Xi Warns China's Foes Will Break Against "Steel Great Wall"
Comment of the Day

July 01 2021

Commentary by Eoin Treacy

Xi Warns China's Foes Will Break Against "Steel Great Wall"

This article for Bloomberg may be of interest to subscribers. Here is a section:

“Xi used the speech to show that the CCP has wide support from the public and enjoys high-level popularity among Chinese people, which in turn shows that he himself has the support and popularity,” said Deng Yuwen, a former editor at the party’s Study Times journal. “Xi has also used the speech to send a stern warning to the U.S. and the West, and that’s when the audience responded most enthusiastically.”

Eoin Treacy's view

100 years since the founding of the Communist Party is a momentous anniversary. It is a time for reflection and to think both about the lessons learned and the ambitions for the future. The primary importance of the century anniversary is the people who struggled to achieve victory at the dawn of the epoch are long dead. Those entrusted with responsibility today rest on the laurels of people they have little in common with because cultural memory of struggle is not the same thing as experiencing it in person.

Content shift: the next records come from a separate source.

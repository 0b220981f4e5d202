//! Message persistence
//!
//! `MessageRepository` is the storage seam every hub persists through.
//! Implementations must tolerate concurrent calls from many hub loops;
//! the callers add no locking of their own.

use std::collections::HashMap;

use async_trait::async_trait;
use tokio::sync::RwLock;
use tracing::debug;
use uuid::Uuid;

use crate::error::RepositoryError;
use crate::message::Message;
use crate::types::HubId;

/// Per-room message storage
#[cfg_attr(test, mockall::automock)]
#[async_trait]
pub trait MessageRepository: Send + Sync {
    /// Persist `message` under `hub_id`, assigning `message.id`
    async fn add_message(&self, hub_id: &HubId, message: &mut Message)
        -> Result<(), RepositoryError>;

    /// All messages stored for `hub_id`, in no particular order
    ///
    /// A failure part-way through may be reported as
    /// [`RepositoryError::Partial`] carrying the messages read so far.
    async fn get_message_collection(&self, hub_id: &HubId) -> Result<Vec<Message>, RepositoryError>;
}

/// HashMap-backed repository, one message list per hub
///
/// Reads come back stable-sorted by `created_at`, so messages stamped in the
/// same second keep their insertion order.
#[derive(Debug, Default)]
pub struct InMemoryMessageRepository {
    rooms: RwLock<HashMap<HubId, Vec<Message>>>,
}

impl InMemoryMessageRepository {
    pub fn new() -> Self {
        Self::default()
    }

    /// Number of messages stored for a hub
    pub async fn len(&self, hub_id: &HubId) -> usize {
        self.rooms.read().await.get(hub_id).map_or(0, Vec::len)
    }

    pub async fn is_empty(&self, hub_id: &HubId) -> bool {
        self.len(hub_id).await == 0
    }
}

#[async_trait]
impl MessageRepository for InMemoryMessageRepository {
    async fn add_message(
        &self,
        hub_id: &HubId,
        message: &mut Message,
    ) -> Result<(), RepositoryError> {
        message.id = Uuid::new_v4().to_string();
        debug!("Storing message {} in hub {}", message.id, hub_id);

        self.rooms
            .write()
            .await
            .entry(*hub_id)
            .or_default()
            .push(message.clone());
        Ok(())
    }

    async fn get_message_collection(&self, hub_id: &HubId) -> Result<Vec<Message>, RepositoryError> {
        let mut messages = self
            .rooms
            .read()
            .await
            .get(hub_id)
            .cloned()
            .unwrap_or_default();
        messages.sort_by_key(|m| m.created_at);
        Ok(messages)
    }
}
//! Room-scoped WebSocket Chat Server Library
//!
//! A community of isolated chat rooms ("hubs") built with tokio-tungstenite
//! using the Actor pattern for state management.
//!
//! # Features
//! - Any number of rooms, created on demand and joined by id
//! - Persisted messages, server-stamped and canonicalized as JSON
//! - History replay to late joiners, in timestamp order, before live traffic
//! - Bounded per-client mailboxes; slow clients are disconnected
//! - Origin allow-list per server
//!
//! # Architecture
//! - `Community` maps hub ids to running hubs
//! - Each `Hub` is an actor: one task owns the room's membership and
//!   serializes register / unregister / broadcast / terminate
//! - Each connection is a `Client` with a read pump and a write pump
//! - Persistence sits behind the `MessageRepository` trait
//!
//! # Example
//! ```ignore
//! use std::sync::Arc;
//! use clap::Parser;
//! use tokio::net::TcpListener;
//! use community_chat::{serve, Community, InMemoryMessageRepository, MessageService, ServerConfig};
//!
//! #[tokio::main]
//! async fn main() {
//!     let config = ServerConfig::parse();
//!     let service = MessageService::new(Arc::new(InMemoryMessageRepository::new()));
//!     let community = Community::new(Arc::new(service), config.hub_config());
//!     let listener = TcpListener::bind(&config.addr).await.unwrap();
//!     serve(listener, community, Arc::new(config)).await;
//! }
//! ```

pub mod client;
pub mod community;
pub mod config;
pub mod error;
pub mod handler;
pub mod hub;
pub mod message;
pub mod repository;
pub mod server;
pub mod service;
pub mod transport;
pub mod types;

// Re-export main types for convenience
pub use client::{Client, ClientTasks, DisconnectSignal};
pub use community::Community;
pub use config::ServerConfig;
pub use error::{AppError, CommunityError, HubError, ProcessError, RepositoryError, TransportError};
pub use handler::{handle_connection, HUB_ID_HEADER, HUB_ID_PARAM};
pub use hub::{Hub, HubConfig, Mailbox};
pub use message::{Message, Payload};
pub use repository::{InMemoryMessageRepository, MessageRepository};
pub use server::serve;
pub use service::{Clock, MessageService, SystemClock};
pub use transport::{FrameReader, FrameWriter};
pub use types::{ClientId, HubId};
//! Community: the registry of running hubs
//!
//! Maps hub ids to live hubs. Lookups and registration are synchronous so
//! they can run inside the WebSocket handshake callback; the lock is never
//! held across an await.

use std::collections::HashMap;
use std::sync::{Arc, PoisonError, RwLock};

use tracing::{debug, info};

use crate::error::CommunityError;
use crate::hub::{Hub, HubConfig};
use crate::service::MessageService;
use crate::types::HubId;

/// Registry of hubs sharing one message service
///
/// Cheap to clone; clones share the same registry.
#[derive(Debug, Clone)]
pub struct Community {
    inner: Arc<Inner>,
}

#[derive(Debug)]
struct Inner {
    hubs: RwLock<HashMap<HubId, Hub>>,
    service: Arc<MessageService>,
    config: HubConfig,
}

impl Community {
    pub fn new(service: Arc<MessageService>, config: HubConfig) -> Self {
        Self {
            inner: Arc::new(Inner {
                hubs: RwLock::new(HashMap::new()),
                service,
                config,
            }),
        }
    }

    /// Create a hub, start its loop and record it
    ///
    /// Must be called from within a Tokio runtime.
    pub fn register_hub(&self) -> Hub {
        let hub = Hub::spawn(self.inner.service.clone(), self.inner.config);
        self.inner
            .hubs
            .write()
            .unwrap_or_else(PoisonError::into_inner)
            .insert(hub.id(), hub.clone());

        info!("Community created hub {}", hub.id());
        hub
    }

    /// Look up a live hub by its string id
    pub fn find_hub_by_id(&self, id: &str) -> Result<Hub, CommunityError> {
        let not_found = || CommunityError::HubNotFound(id.to_string());
        let hub_id: HubId = id.parse().map_err(|_| not_found())?;

        self.inner
            .hubs
            .read()
            .unwrap_or_else(PoisonError::into_inner)
            .get(&hub_id)
            .cloned()
            .ok_or_else(not_found)
    }

    /// Remove a hub and terminate it, disconnecting all of its clients
    pub async fn unregister_hub(&self, id: &str) -> Result<(), CommunityError> {
        let not_found = || CommunityError::HubNotFound(id.to_string());
        let hub_id: HubId = id.parse().map_err(|_| not_found())?;

        let hub = self
            .inner
            .hubs
            .write()
            .unwrap_or_else(PoisonError::into_inner)
            .remove(&hub_id)
            .ok_or_else(not_found)?;

        if hub.terminate().await.is_err() {
            debug!("Hub {} had already stopped", hub_id);
        }
        info!("Community removed hub {}", hub_id);
        Ok(())
    }

    pub fn hub_count(&self) -> usize {
        self.inner
            .hubs
            .read()
            .unwrap_or_else(PoisonError::into_inner)
            .len()
    }

    pub fn hub_ids(&self) -> Vec<HubId> {
        self.inner
            .hubs
            .read()
            .unwrap_or_else(PoisonError::into_inner)
            .keys()
            .copied()
            .collect()
    }
}
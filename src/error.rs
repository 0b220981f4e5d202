//! Error types for the chat server
//!
//! One enum per concern (registry, hub, message processing, persistence,
//! transport) plus the connection-level `AppError`.
//! Uses thiserror for ergonomic error definitions.

use thiserror::Error;

use crate::message::Message;

/// Connection-level errors
///
/// Returned by the connection handler; all of them end that one connection
/// and nothing else.
#[derive(Debug, Error)]
pub enum AppError {
    /// WebSocket protocol error during the upgrade
    #[error("WebSocket error: {0}")]
    WebSocket(#[from] tokio_tungstenite::tungstenite::Error),

    /// IO error (fatal)
    #[error("IO error: {0}")]
    Io(#[from] std::io::Error),

    /// The requested hub does not exist
    #[error(transparent)]
    Community(#[from] CommunityError),

    /// The hub went away while attaching
    #[error(transparent)]
    Hub(#[from] HubError),
}

/// Registry errors
#[derive(Debug, Error, Clone, PartialEq, Eq)]
pub enum CommunityError {
    /// No live hub with the given id
    #[error("Hub not found: {0}")]
    HubNotFound(String),
}

/// Errors talking to a hub's control loop
#[derive(Debug, Error, Clone, Copy, PartialEq, Eq)]
pub enum HubError {
    /// The hub's loop has stopped; its command channel is closed
    #[error("Hub terminated")]
    Terminated,
}

/// Why an inbound frame did not become a canonical message
#[derive(Debug, Error)]
pub enum ProcessError {
    /// The frame is not a valid message object
    #[error("Malformed message: {0}")]
    Deserialization(#[source] serde_json::Error),

    /// The repository rejected the write
    #[error("Failed to persist message: {0}")]
    Persistence(#[from] RepositoryError),

    /// The persisted message could not be encoded
    #[error("Failed to encode message: {0}")]
    Serialization(#[source] serde_json::Error),
}

/// Persistence errors reported by a `MessageRepository`
#[derive(Debug, Error, Clone, PartialEq, Eq)]
pub enum RepositoryError {
    /// The store could not be reached or refused the operation
    #[error("Store unavailable: {0}")]
    Unavailable(String),

    /// A collection read failed part-way; `recovered` holds what was read
    #[error("Partial read ({count} recovered): {reason}", count = .recovered.len())]
    Partial {
        recovered: Vec<Message>,
        reason: String,
    },
}

/// Connection-level transport errors
#[derive(Debug, Error)]
pub enum TransportError {
    /// The peer closed the connection (orderly or not)
    #[error("Connection closed")]
    Closed,

    /// WebSocket protocol or IO failure
    #[error("WebSocket error: {0}")]
    WebSocket(#[from] tokio_tungstenite::tungstenite::Error),

    /// A text frame must carry UTF-8
    #[error("Payload is not valid UTF-8: {0}")]
    InvalidUtf8(#[from] std::string::FromUtf8Error),
}
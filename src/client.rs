//! Client connection adapter
//!
//! Bridges one transport to its hub with two tasks:
//! - the read pump forwards every inbound frame to the hub as a broadcast
//! - the write pump drains the client's mailbox into the transport,
//!   batching whatever is already queued into a single frame
//!
//! Either pump (or the hub) can end the connection; termination runs once.

use std::sync::atomic::{AtomicBool, Ordering};
use std::sync::Arc;

use tokio::sync::watch;
use tokio::task::JoinHandle;
use tracing::{debug, error, info, warn};

use crate::error::{HubError, TransportError};
use crate::hub::{Hub, Mailbox};
use crate::transport::{FrameReader, FrameWriter};
use crate::types::ClientId;

/// Separator between payloads coalesced into one frame
const BATCH_SEPARATOR: u8 = b'\n';

/// Tells a client's pumps to stop
///
/// Shared between the hub (which fires it on terminate or eviction) and the
/// client's own pumps. Once fired it stays fired.
#[derive(Debug, Clone)]
pub struct DisconnectSignal(Arc<watch::Sender<bool>>);

impl DisconnectSignal {
    pub fn new() -> Self {
        let (tx, _rx) = watch::channel(false);
        Self(Arc::new(tx))
    }

    pub fn fire(&self) {
        self.0.send_replace(true);
    }

    pub fn is_fired(&self) -> bool {
        *self.0.borrow()
    }

    /// Resolve once the signal has fired (immediately if it already has)
    pub async fn fired(&self) {
        let mut rx = self.0.subscribe();
        // The sender lives in `self`, so this cannot observe a closed channel.
        let _ = rx.wait_for(|fired| *fired).await;
    }
}

impl Default for DisconnectSignal {
    fn default() -> Self {
        Self::new()
    }
}

/// State shared by both pumps of one client
struct Session {
    id: ClientId,
    hub: Hub,
    disconnect: DisconnectSignal,
    terminated: AtomicBool,
}

impl Session {
    /// Leave the hub and stop both pumps; only the first call does anything
    async fn terminate(&self) {
        if self.terminated.swap(true, Ordering::AcqRel) {
            return;
        }

        if let Err(e) = self.hub.unregister(self.id).await {
            debug!("Client {} skipped unregister: {}", self.id, e);
        }
        self.disconnect.fire();

        info!("Client {} disconnected from hub {}", self.id, self.hub.id());
    }
}

/// A connection registered with a hub, ready to run its pumps
pub struct Client<R, W> {
    session: Arc<Session>,
    reader: R,
    writer: W,
    mailbox: Mailbox,
}

impl<R, W> Client<R, W>
where
    R: FrameReader + 'static,
    W: FrameWriter + 'static,
{
    /// Attach a transport to `hub`
    ///
    /// Waits until the hub loop has accepted the client; by then the room's
    /// history is already queued in the mailbox.
    pub async fn register(hub: Hub, reader: R, writer: W) -> Result<Self, HubError> {
        let id = ClientId::new();
        let disconnect = DisconnectSignal::new();
        let mailbox = hub.register(id, disconnect.clone()).await?;

        debug!("Client {} registered with hub {}", id, hub.id());

        Ok(Self {
            session: Arc::new(Session {
                id,
                hub,
                disconnect,
                terminated: AtomicBool::new(false),
            }),
            reader,
            writer,
            mailbox,
        })
    }

    pub fn id(&self) -> ClientId {
        self.session.id
    }

    /// Start the read and write pumps
    pub fn spawn(self) -> ClientTasks {
        let Self {
            session,
            reader,
            writer,
            mailbox,
        } = self;

        let read = tokio::spawn(read_pump(session.clone(), reader));
        let write = tokio::spawn(write_pump(session.clone(), mailbox, writer));

        ClientTasks {
            session,
            read,
            write,
        }
    }
}

/// Handles to a running client's pumps
pub struct ClientTasks {
    session: Arc<Session>,
    read: JoinHandle<()>,
    write: JoinHandle<()>,
}

impl ClientTasks {
    pub fn id(&self) -> ClientId {
        self.session.id
    }

    /// Disconnect this client; safe to call any number of times
    pub async fn terminate(&self) {
        self.session.terminate().await;
    }

    /// Wait for both pumps to finish
    pub async fn join(self) {
        let id = self.session.id;
        let (read, write) = tokio::join!(self.read, self.write);
        if let Err(e) = read {
            error!("Client {} read pump panicked: {}", id, e);
        }
        if let Err(e) = write {
            error!("Client {} write pump panicked: {}", id, e);
        }
    }
}

/// Transport -> hub
async fn read_pump<R: FrameReader>(session: Arc<Session>, mut reader: R) {
    let id = session.id;

    loop {
        let frame = tokio::select! {
            biased;
            _ = session.disconnect.fired() => {
                debug!("Client {} read pump stopping on disconnect", id);
                break;
            }
            frame = reader.receive_frame() => frame,
        };

        match frame {
            Ok(frame) => {
                if session.hub.broadcast(id, frame).await.is_err() {
                    debug!("Client {} hub is gone", id);
                    break;
                }
            }
            Err(TransportError::Closed) => {
                debug!("Client {} closed the connection", id);
                break;
            }
            Err(e) => {
                warn!("Client {} read failed: {}", id, e);
                break;
            }
        }
    }

    session.terminate().await;
}

/// Mailbox -> transport
async fn write_pump<W: FrameWriter>(session: Arc<Session>, mut mailbox: Mailbox, mut writer: W) {
    let id = session.id;

    loop {
        let Some(first) = mailbox.recv().await else {
            debug!("Client {} mailbox closed", id);
            if let Err(e) = writer.write_close_frame().await {
                debug!("Client {} close frame not sent: {}", id, e);
            }
            break;
        };

        // Coalesce what is already queued; never wait for more.
        let mut batch = first.to_vec();
        while let Ok(next) = mailbox.try_recv() {
            batch.push(BATCH_SEPARATOR);
            batch.extend_from_slice(&next);
        }

        if let Err(e) = writer.write_text_frame(batch).await {
            warn!("Client {} write failed: {}", id, e);
            break;
        }
    }

    if let Err(e) = writer.close().await {
        debug!("Client {} transport close failed: {}", id, e);
    }
    session.disconnect.fire();
}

https://www.amazon.com/Fourth-Turning-American-Prophecy-Rendezvous/dp/0767900464 That’s the primary message from William Strauss’ The Fourth Turning. There is a great deal of focus among institutional investors on the fact that the USA is going through its own hundred-year evolution with all the internal difficulties that entails. That’s the primary reason Ray Dalio is so vocal on the challenges that needs to be addressed.

There is very little discussion, by comparison, at the fact that China is also going through a massive demographic shift which will come with its own challenges. The country has successfully industrialised and is increasingly competing in high value enterprises like technology and services. China has also invested heavily in its military and has the industrial capacity to outstrip any other nation in production of weapons should the need arise.

The aging of the population and resulting high dependency ratio and the refusal of young people to have children represent secular challenges. That creates pressure to automate procedures. That increase in productivity has to be achieved while keeping a lid on individual freedoms and creativity. In a society wound as tightly as China that’s a very big challenge.

The primary lesson Communists learned from Singapore’s success is it is possible to maintain single party rule if you deliver economic growth and improving standards of living. If that challenge becomes too great, the fallback for every regime is to boost nationalism and find an enemy to blame everything on. That suggests any real action to push the Taiwan question to a swift conclusion would tell us more about the difficulty of maintaining internal cohesion than any other factor.

Meanwhile, Ordos was often highlighted as a ghost city about a decade ago but today is increasingly being highlighted as a destination for people who are being incarcerated out of the eye of watchful satellites over Xinjiang.